Disruption of vascular Ca^sup 2+^-activated chloride currents lowers blood pressure

High blood pressure is the leading risk factor for death worldwide. One of the hallmarks is a rise of peripheral vascular resistance, which largely depends on arteriole tone. Ca^sup 2+^-activated chloride currents (CaCC) in vascular smooth muscle cells (VSMC) are candidates for increasing vascular contractility. Researchers have analyzed the vascular tree and identified substantial CaCCs in VSMCs of the aorta and carotid arteries. CaCCs were small or absent in VSMCs of medium-sized vessels such as mesenteric arteries and larger retinal arterioles.

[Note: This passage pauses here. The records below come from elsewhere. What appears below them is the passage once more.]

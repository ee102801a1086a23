use crate::card::Card;
use crate::display::CardClass;
use parking_lot::Mutex;
use serde::{Deserialize, Serialize};
use std::collections::HashSet;
use uuid::Uuid;

/// Overlay lifecycle: Hidden -> Scratching -> Revealed (terminal).
#[derive(Debug, Clone, Copy, PartialEq, Eq, Serialize, Deserialize)]
pub enum OverlayState {
    Hidden,
    Scratching,
    Revealed,
}

#[derive(Debug, Clone, Copy, PartialEq, Eq)]
pub enum Transition {
    Unchanged,
    Started,
    Revealed,
}

/// Append-only set of revealed card ids for one game instance.
#[derive(Debug, Default)]
pub struct RevealRegistry {
    revealed: Mutex<HashSet<Uuid>>,
}

impl RevealRegistry {
    pub fn new() -> Self {
        Self::default()
    }

    /// Atomic check-and-insert. Returns false if `id` was already present.
    pub fn try_insert(&self, id: Uuid) -> bool {
        self.revealed.lock().insert(id)
    }

    pub fn contains(&self, id: Uuid) -> bool {
        self.revealed.lock().contains(&id)
    }

    pub fn len(&self) -> usize {
        self.revealed.lock().len()
    }

    pub fn is_empty(&self) -> bool {
        self.revealed.lock().is_empty()
    }

    /// Only used by a full game reset.
    pub fn clear(&self) {
        self.revealed.lock().clear();
    }
}

#[derive(Debug, Clone, Copy)]
pub struct RevealController {
    threshold: f64,
}

impl RevealController {
    pub fn new(threshold: f64) -> Self {
        Self { threshold }
    }

    pub fn threshold(&self) -> f64 {
        self.threshold
    }

    /// Feeds one progress sample for `card`.
    pub fn advance(&self, card: &mut Card, fraction: f64, registry: &RevealRegistry) -> Transition {
        let mut transition = Transition::Unchanged;
        match card.state() {
            OverlayState::Revealed => return transition,
            OverlayState::Hidden => {
                card.set_state(OverlayState::Scratching);
                transition = Transition::Started;
            }
            OverlayState::Scratching => {}
        }

        card.record_progress(fraction);
        if fraction < self.threshold || !registry.try_insert(card.id()) {
            return transition;
        }

        card.set_state(OverlayState::Revealed);
        card.record_progress(1.0);
        card.add_class(CardClass::Scratched);
        if !card.prize().is_win() {
            card.add_class(CardClass::NoPrize);
        }

        Transition::Revealed
    }
}

impl Default for RevealController {
    fn default() -> Self {
        Self::new(0.5)
    }
}

#[cfg(test)]
mod tests {
    use super::*;
    use crate::display::AmountLabel;
    use crate::prize::Prize;
    use crate::symbol::LuckySymbol;

    fn card() -> Card {
        Card::new(
            Uuid::new_v4(),
            LuckySymbol {
                glyph: "寿".to_string(),
                is_winning: false,
            },
            Prize::none(),
            AmountLabel {
                text: "7天".to_string(),
                decorative: true,
            },
        )
    }

    #[test]
    fn test_state_machine_path() {
        let controller = RevealController::default();
        let registry = RevealRegistry::new();
        let mut card = card();

        assert_eq!(controller.advance(&mut card, 0.1, &registry), Transition::Started);
        assert_eq!(card.state(), OverlayState::Scratching);
        assert_eq!(controller.advance(&mut card, 0.3, &registry), Transition::Unchanged);
        assert_eq!(controller.advance(&mut card, 0.5, &registry), Transition::Revealed);

        assert!(card.is_revealed());
        assert_eq!(card.erased_fraction(), 1.0);
        assert!(card.has_class(CardClass::Scratched));
        assert!(card.has_class(CardClass::NoPrize));
        assert!(registry.contains(card.id()));
    }

    #[test]
    fn test_revealed_is_terminal() {
        let controller = RevealController::default();
        let registry = RevealRegistry::new();
        let mut card = card();

        assert_eq!(controller.advance(&mut card, 0.9, &registry), Transition::Revealed);
        for _ in 0..5 {
            assert_eq!(controller.advance(&mut card, 0.95, &registry), Transition::Unchanged);
        }
        assert_eq!(registry.len(), 1);
    }

    #[test]
    fn test_registered_id_blocks_second_reveal() {
        let controller = RevealController::default();
        let registry = RevealRegistry::new();
        let mut card = card();
        assert!(registry.try_insert(card.id()));

        assert_eq!(controller.advance(&mut card, 0.8, &registry), Transition::Started);
        assert_eq!(card.state(), OverlayState::Scratching);
    }

    #[test]
    fn test_registry_check_and_insert() {
        let registry = RevealRegistry::new();
        let id = Uuid::new_v4();
        assert!(registry.is_empty());
        assert!(registry.try_insert(id));
        assert!(!registry.try_insert(id));
        registry.clear();
        assert!(!registry.contains(id));
    }
}
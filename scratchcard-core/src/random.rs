use rand::rngs::StdRng;
use rand::{Rng, SeedableRng};

/// Source of uniform draws consumed by the allocation pipeline.
pub trait RandomSource {
    /// Uniform draw in [0, 1).
    fn next_unit(&mut self) -> f64;

    /// Uniform index in `0..len`. `len` must be non-zero.
    fn pick_index(&mut self, len: usize) -> usize {
        debug_assert!(len > 0, "pick_index on an empty slice");
        let idx = (self.next_unit() * len as f64).floor() as usize;
        idx.min(len.saturating_sub(1))
    }
}

/// Adapter over any `rand` generator.
#[derive(Debug, Clone)]
pub struct RngSource<R: Rng>(R);

impl<R: Rng> RngSource<R> {
    pub fn new(rng: R) -> Self {
        Self(rng)
    }
}

impl RngSource<StdRng> {
    pub fn from_entropy() -> Self {
        Self(StdRng::from_entropy())
    }

    pub fn seeded(seed: u64) -> Self {
        Self(StdRng::seed_from_u64(seed))
    }
}

impl<R: Rng> RandomSource for RngSource<R> {
    fn next_unit(&mut self) -> f64 {
        self.0.gen::<f64>()
    }
}

/// Replays a fixed list of draws, wrapping around when exhausted.
#[derive(Debug, Clone)]
pub struct ScriptedSource {
    draws: Vec<f64>,
    cursor: usize,
}

impl ScriptedSource {
    pub fn new(draws: Vec<f64>) -> Self {
        Self { draws, cursor: 0 }
    }

    /// Number of draws consumed so far.
    pub fn consumed(&self) -> usize {
        self.cursor
    }
}

impl RandomSource for ScriptedSource {
    fn next_unit(&mut self) -> f64 {
        if self.draws.is_empty() {
            return 0.0;
        }
        let value = self.draws[self.cursor % self.draws.len()];
        self.cursor += 1;
        value
    }
}
//! Scratch card engine
//!
//! Deals a set of independent scratch cards and tracks how much of each
//! overlay has been erased. Every card draws a lucky symbol; only the two
//! winning symbols are eligible for a prize, and most of those are clamped
//! to the smallest tier. A card reveals exactly once, when half of its
//! overlay is gone.

pub mod card;
pub mod celebration;
pub mod config;
pub mod display;
pub mod error;
pub mod game;
pub mod input;
pub mod prize;
pub mod progress;
pub mod random;
pub mod reveal;
pub mod surface;
pub mod symbol;

pub use card::Card;
pub use celebration::{Banner, CelebrationBoard, NoopHook, RevealHook};
pub use config::GameConfig;
pub use display::{AmountLabel, CardClass};
pub use error::{Result, ScratchError};
pub use game::{CardDescriptor, EventOutcome, ScratchGame, SetupReport};
pub use input::{DragPhase, InputEvent, Point, PointerSource};
pub use prize::{Prize, PrizeAllocator, PrizeKind, PrizeTable, TierEntry};
pub use progress::ScratchProgressTracker;
pub use random::{RandomSource, RngSource, ScriptedSource};
pub use reveal::{OverlayState, RevealController, RevealRegistry, Transition};
pub use surface::{OverlaySurface, PixelMask};
pub use symbol::{LuckySymbol, SymbolAssigner};

use rand::rngs::StdRng;

/// Deal `count` cards backed by in-memory pixel masks.
pub fn deal_pixel_cards<H: RevealHook>(
    config: GameConfig,
    count: usize,
    width: u32,
    height: u32,
    hook: H,
    seed: Option<u64>,
) -> Result<(ScratchGame<PixelMask, H, RngSource<StdRng>>, SetupReport)> {
    let rng = match seed {
        Some(seed) => RngSource::seeded(seed),
        None => RngSource::from_entropy(),
    };
    let descriptors = (0..count)
        .map(|_| CardDescriptor::new(PixelMask::new(width, height)))
        .collect();

    ScratchGame::new(config, descriptors, hook, rng)
}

In small vessels of the retina, brain, and skeletal muscle, where contractile intermediate cells or pericytes gradually replace VSMCs, CaCCs were particularly large. Targeted disruption of the calcium-activated chloride channel TMEM16A, also known as ANO1, in VSMCs, intermediate cells, and pericytes eliminated CaCCs in all vessels studied. Mice lacking vascular TMEM16A had lower systemic blood pressure and a decreased hypertensive response following vasoconstrictor treatment. Their data suggest that, TMEM16A plays a general role in arteriolar and capillary blood flow and is a promising target for the treatment of hypertension.